Material shown below:
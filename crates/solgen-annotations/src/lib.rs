//! Annotation payload parsing (C1) and script-identifier conversion (C2)
//! for the solgen C++-to-Lua binding generator.
//!
//! This crate is pure and deterministic: given the same payload string or
//! the same C++ identifier it always produces the same result, and it never
//! touches the filesystem or an AST.

mod names;

pub use names::NameConverter;

use std::collections::HashMap;
use thiserror::Error;

/// The closed set of `lua_export_<kind>` suffixes recognized on input
/// declarations (spec.md §6.1).
#[derive(Debug, Clone, Copy, PartialEq, Eq, Hash, serde::Serialize, serde::Deserialize)]
pub enum AnnotationKind {
    Class,
    AbstractClass,
    StaticClass,
    Singleton,
    Method,
    StaticMethod,
    Constructor,
    Property,
    Field,
    Function,
    Enum,
    Constant,
    Variable,
    Operator,
    TemplateClass,
    Namespace,
    Module,
    Ignore,
}

impl AnnotationKind {
    /// Parses the `<kind>` suffix of a `lua_export_<kind>` payload.
    ///
    /// Returns `None` for any suffix outside the closed set; callers treat
    /// that declaration as unannotated (spec.md §4.1, §7).
    pub fn from_suffix(suffix: &str) -> Option<Self> {
        use AnnotationKind::*;
        Some(match suffix {
            "class" => Class,
            "abstract_class" => AbstractClass,
            "static_class" => StaticClass,
            "singleton" => Singleton,
            "method" => Method,
            "static_method" => StaticMethod,
            "constructor" => Constructor,
            "property" => Property,
            "field" => Field,
            "function" => Function,
            "enum" => Enum,
            "constant" => Constant,
            "variable" => Variable,
            "operator" => Operator,
            "template_class" => TemplateClass,
            "namespace" => Namespace,
            "module" => Module,
            "ignore" => Ignore,
            _ => return None,
        })
    }

    pub fn as_str(self) -> &'static str {
        use AnnotationKind::*;
        match self {
            Class => "class",
            AbstractClass => "abstract_class",
            StaticClass => "static_class",
            Singleton => "singleton",
            Method => "method",
            StaticMethod => "static_method",
            Constructor => "constructor",
            Property => "property",
            Field => "field",
            Function => "function",
            Enum => "enum",
            Constant => "constant",
            Variable => "variable",
            Operator => "operator",
            TemplateClass => "template_class",
            Namespace => "namespace",
            Module => "module",
            Ignore => "ignore",
        }
    }
}

/// A single malformed `key=value` pair dropped while parsing the attribute
/// list (spec.md §4.1, §7 "Annotation malformed").
#[derive(Debug, Clone, PartialEq, Eq)]
pub struct AnnotationWarning {
    pub payload: String,
    pub reason: String,
}

#[derive(Debug, Error, PartialEq, Eq)]
pub enum AnnotationError {
    #[error("annotation payload does not begin with 'lua_export_': {0}")]
    NotAnExportAnnotation(String),
    #[error("unrecognized export kind suffix: {0}")]
    UnknownKind(String),
}

/// The decoded form of one `lua_export_<kind>:<primary>:<attrs>` payload.
#[derive(Debug, Clone, PartialEq, Eq)]
pub struct ParsedAnnotation {
    pub kind: AnnotationKind,
    /// The `<primary>` segment, empty when omitted.
    pub primary: String,
    pub params: HashMap<String, String>,
    pub warnings: Vec<AnnotationWarning>,
}

impl ParsedAnnotation {
    pub fn is_flag_set(&self, key: &str) -> bool {
        matches!(self.params.get(key).map(String::as_str), Some("true"))
    }
}

/// Parses one annotation payload string into (kind, primary, attribute map).
///
/// Grammar (spec.md §4.1): `lua_export_<kind>:<primary>:<attrs>` where
/// `<primary>` is either empty or an identifier and `<attrs>` is a
/// comma-separated list of `key=value` pairs; a bare `key` token means
/// `key=true`. Whitespace around keys and values is trimmed. Unknown keys
/// are preserved (forward compatibility, spec.md §7); pairs that are
/// neither `key=value` nor a bare flag are reported as warnings and
/// dropped.
pub fn parse_annotation(payload: &str) -> Result<ParsedAnnotation, AnnotationError> {
    const PREFIX: &str = "lua_export_";
    if !payload.starts_with(PREFIX) {
        return Err(AnnotationError::NotAnExportAnnotation(payload.to_string()));
    }
    let rest = &payload[PREFIX.len()..];

    let mut parts = rest.splitn(3, ':');
    let kind_str = parts.next().unwrap_or("");
    let primary = parts.next().unwrap_or("").trim().to_string();
    let attrs_str = parts.next().unwrap_or("");

    let kind = AnnotationKind::from_suffix(kind_str)
        .ok_or_else(|| AnnotationError::UnknownKind(kind_str.to_string()))?;

    let mut params = HashMap::new();
    let mut warnings = Vec::new();
    for raw_pair in attrs_str.split(',') {
        let pair = raw_pair.trim();
        if pair.is_empty() {
            continue;
        }
        if let Some((key, value)) = pair.split_once('=') {
            let key = key.trim().to_string();
            let value = value.trim().to_string();
            if key.is_empty() {
                warnings.push(AnnotationWarning {
                    payload: pair.to_string(),
                    reason: "missing key before '='".to_string(),
                });
                continue;
            }
            params.insert(key, value);
        } else if is_identifier(pair) {
            // Flag-style `key` means `key=true`.
            params.insert(pair.to_string(), "true".to_string());
        } else {
            warnings.push(AnnotationWarning {
                payload: pair.to_string(),
                reason: "expected 'key=value' or a bare flag identifier".to_string(),
            });
        }
    }

    Ok(ParsedAnnotation {
        kind,
        primary,
        params,
        warnings,
    })
}

fn is_identifier(s: &str) -> bool {
    let mut chars = s.chars();
    match chars.next() {
        Some(c) if c.is_ascii_alphabetic() || c == '_' => {}
        _ => return false,
    }
    chars.all(|c| c.is_ascii_alphanumeric() || c == '_')
}

#[cfg(test)]
mod tests {
    use super::*;

    #[test]
    fn rejects_non_export_payloads() {
        assert!(matches!(
            parse_annotation("something_else"),
            Err(AnnotationError::NotAnExportAnnotation(_))
        ));
    }

    #[test]
    fn rejects_unknown_kind() {
        assert!(matches!(
            parse_annotation("lua_export_bogus"),
            Err(AnnotationError::UnknownKind(_))
        ));
    }

    #[test]
    fn parses_bare_class_annotation() {
        let parsed = parse_annotation("lua_export_class").unwrap();
        assert_eq!(parsed.kind, AnnotationKind::Class);
        assert_eq!(parsed.primary, "");
        assert!(parsed.params.is_empty());
    }

    #[test]
    fn parses_primary_and_attrs() {
        let parsed =
            parse_annotation("lua_export_method:add: alias = Add , readonly").unwrap();
        assert_eq!(parsed.kind, AnnotationKind::Method);
        assert_eq!(parsed.primary, "add");
        assert_eq!(parsed.params.get("alias").map(String::as_str), Some("Add"));
        assert!(parsed.is_flag_set("readonly"));
    }

    #[test]
    fn empty_attribute_string_yields_no_params_and_no_warnings() {
        let parsed = parse_annotation("lua_export_function::").unwrap();
        assert!(parsed.params.is_empty());
        assert!(parsed.warnings.is_empty());
    }

    #[test]
    fn malformed_pairs_are_warned_and_dropped() {
        let parsed = parse_annotation("lua_export_function::foo==bar,=stray,good=1").unwrap();
        assert_eq!(parsed.params.get("good").map(String::as_str), Some("1"));
        assert!(!parsed.warnings.is_empty());
        assert!(!parsed.params.contains_key(""));
    }

    #[test]
    fn unknown_keys_are_preserved() {
        let parsed = parse_annotation("lua_export_class:Foo:future_flag=42").unwrap();
        assert_eq!(
            parsed.params.get("future_flag").map(String::as_str),
            Some("42")
        );
    }
}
End of Material shown.
## Assignment:
Transcribe each entry. Leave nothing out.

## Task response:
filename crates/solgen-annotations/src/lib.rs
//! Annotation payload parsing (C1) and script-identifier conversion (C2)
//! for the solgen C++-to-Lua binding generator.
//!
//! This crate is pure and deterministic: given the same payload string or
//! the same C++ identifier it always produces the same result, and it never
//! touches the filesystem or an AST.

mod names;

pub use names::NameConverter;

use std::collections::HashMap;
use thiserror::Error;

/// The closed set of `lua_export_<kind>` suffixes recognized on input
/// declarations (spec.md §6.1).
#[derive(Debug, Clone, Copy, PartialEq, Eq, Hash, serde::Serialize, serde::Deserialize)]
pub enum AnnotationKind {
    Class,
    AbstractClass,
    StaticClass,
    Singleton,
    Method,
    StaticMethod,
    Constructor,
    Property,
    Field,
    Function,
    Enum,
    Constant,
    Variable,
    Operator,
    TemplateClass,
    Namespace,
    Module,
    Ignore,
}

impl AnnotationKind {
    /// Parses the `<kind>` suffix of a `lua_export_<kind>` payload.
    ///
    /// Returns `None` for any suffix outside the closed set; callers treat
    /// that declaration as unannotated (spec.md §4.1, §7).
    pub fn from_suffix(suffix: &str) -> Option<Self> {
        use AnnotationKind::*;
        Some(match suffix {
            "class" => Class,
            "abstract_class" => AbstractClass,
            "static_class" => StaticClass,
            "singleton" => Singleton,
            "method" => Method,
            "static_method" => StaticMethod,
            "constructor" => Constructor,
            "property" => Property,
            "field" => Field,
            "function" => Function,
            "enum" => Enum,
            "constant" => Constant,
            "variable" => Variable,
            "operator" => Operator,
            "template_class" => TemplateClass,
            "namespace" => Namespace,
            "module" => Module,
            "ignore" => Ignore,
            _ => return None,
        })
    }

    pub fn as_str(self) -> &'static str {
        use AnnotationKind::*;
        match self {
            Class => "class",
            AbstractClass => "abstract_class",
            StaticClass => "static_class",
            Singleton => "singleton",
            Method => "method",
            StaticMethod => "static_method",
            Constructor => "constructor",
            Property => "property",
            Field => "field",
            Function => "function",
            Enum => "enum",
            Constant => "constant",
            Variable => "variable",
            Operator => "operator",
            TemplateClass => "template_class",
            Namespace => "namespace",
            Module => "module",
            Ignore => "ignore",
        }
    }
}

/// A single malformed `key=value` pair dropped while parsing the attribute
/// list (spec.md §4.1, §7 "Annotation malformed").
#[derive(Debug, Clone, PartialEq, Eq)]
pub struct AnnotationWarning {
    pub payload: String,
    pub reason: String,
}

#[derive(Debug, Error, PartialEq, Eq)]
pub enum AnnotationError {
    #[error("annotation payload does not begin with 'lua_export_': {0}")]
    NotAnExportAnnotation(String),
    #[error("unrecognized export kind suffix: {0}")]
    UnknownKind(String),
}

/// The decoded form of one `lua_export_<kind>:<primary>:<attrs>` payload.
#[derive(Debug, Clone, PartialEq, Eq)]
pub struct ParsedAnnotation {
    pub kind: AnnotationKind,
    /// The `<primary>` segment, empty when omitted.
    pub primary: String,
    pub params: HashMap<String, String>,
    pub warnings: Vec<AnnotationWarning>,
}

impl ParsedAnnotation {
    pub fn is_flag_set(&self, key: &str) -> bool {
        matches!(self.params.get(key).map(String::as_str), Some("true"))
    }
}

/// Parses one annotation payload string into (kind, primary, attribute map).
///
/// Grammar (spec.md §4.1): `lua_export_<kind>:<primary>:<attrs>` where
/// `<primary>` is either empty or an identifier and `<attrs>` is a
/// comma-separated list of `key=value` pairs; a bare `key` token means
/// `key=true`. Whitespace around keys and values is trimmed. Unknown keys
/// are preserved (forward compatibility, spec.md §7); pairs that are
/// neither `key=value` nor a bare flag are reported as warnings and
/// dropped.
pub fn parse_annotation(payload: &str) -> Result<ParsedAnnotation, AnnotationError> {
    const PREFIX: &str = "lua_export_";
    if !payload.starts_with(PREFIX) {
        return Err(AnnotationError::NotAnExportAnnotation(payload.to_string()));
    }
    let rest = &payload[PREFIX.len()..];

    let mut parts = rest.splitn(3, ':');
    let kind_str = parts.next().unwrap_or("");
    let primary = parts.next().unwrap_or("").trim().to_string();
    let attrs_str = parts.next().unwrap_or("");

    let kind = AnnotationKind::from_suffix(kind_str)
        .ok_or_else(|| AnnotationError::UnknownKind(kind_str.to_string()))?;

    let mut params = HashMap::new();
    let mut warnings = Vec::new();
    for raw_pair in attrs_str.split(',') {
        let pair = raw_pair.trim();
        if pair.is_empty() {
            continue;
        }
        if let Some((key, value)) = pair.split_once('=') {
            let key = key.trim().to_string();
            let value = value.trim().to_string();
            if key.is_empty() {
                warnings.push(AnnotationWarning {
                    payload: pair.to_string(),
                    reason: "missing key before '='".to_string(),
                });
                continue;
            }
            params.insert(key, value);
        } else if is_identifier(pair) {
            // Flag-style `key` means `key=true`.
            params.insert(pair.to_string(), "true".to_string());
        } else {
            warnings.push(AnnotationWarning {
                payload: pair.to_string(),
                reason: "expected 'key=value' or a bare flag identifier".to_string(),
            });
        }
    }

    Ok(ParsedAnnotation {
        kind,
        primary,
        params,
        warnings,
    })
}

fn is_identifier(s: &str) -> bool {
    let mut chars = s.chars();
    match chars.next() {
        Some(c) if c.is_ascii_alphabetic() || c == '_' => {}
        _ => return false,
    }
    chars.all(|c| c.is_ascii_alphanumeric() || c == '_')
}

#[cfg(test)]
mod tests {
    use super::*;

    #[test]
    fn rejects_non_export_payloads() {
        assert!(matches!(
            parse_annotation("something_else"),
            Err(AnnotationError::NotAnExportAnnotation(_))
        ));
    }

    #[test]
    fn rejects_unknown_kind() {
        assert!(matches!(
            parse_annotation("lua_export_bogus"),
            Err(AnnotationError::UnknownKind(_))
        ));
    }

    #[test]
    fn parses_bare_class_annotation() {
        let parsed = parse_annotation("lua_export_class").unwrap();
        assert_eq!(parsed.kind, AnnotationKind::Class);
        assert_eq!(parsed.primary, "");
        assert!(parsed.params.is_empty());
    }

    #[test]
    fn parses_primary_and_attrs() {
        let parsed =
            parse_annotation("lua_export_method:add: alias = Add , readonly").unwrap();
        assert_eq!(parsed.kind, AnnotationKind::Method);
        assert_eq!(parsed.primary, "add");
        assert_eq!(parsed.params.get("alias").map(String::as_str), Some("Add"));
        assert!(parsed.is_flag_set("readonly"));
    }

    #[test]
    fn empty_attribute_string_yields_no_params_and_no_warnings() {
        let parsed = parse_annotation("lua_export_function::").unwrap();
        assert!(parsed.params.is_empty());
        assert!(parsed.warnings.is_empty());
    }

    #[test]
    fn malformed_pairs_are_warned_and_dropped() {
        let parsed = parse_annotation("lua_export_function::foo==bar,=stray,good=1").unwrap();
        assert_eq!(parsed.params.get("good").map(String::as_str), Some("1"));
        assert!(!parsed.warnings.is_empty());
        assert!(!parsed.params.contains_key(""));
    }

    #[test]
    fn unknown_keys_are_preserved() {
        let parsed = parse_annotation("lua_export_class:Foo:future_flag=42").unwrap();
        assert_eq!(
            parsed.params.get("future_flag").map(String::as_str),
            Some("42")
        );
    }
}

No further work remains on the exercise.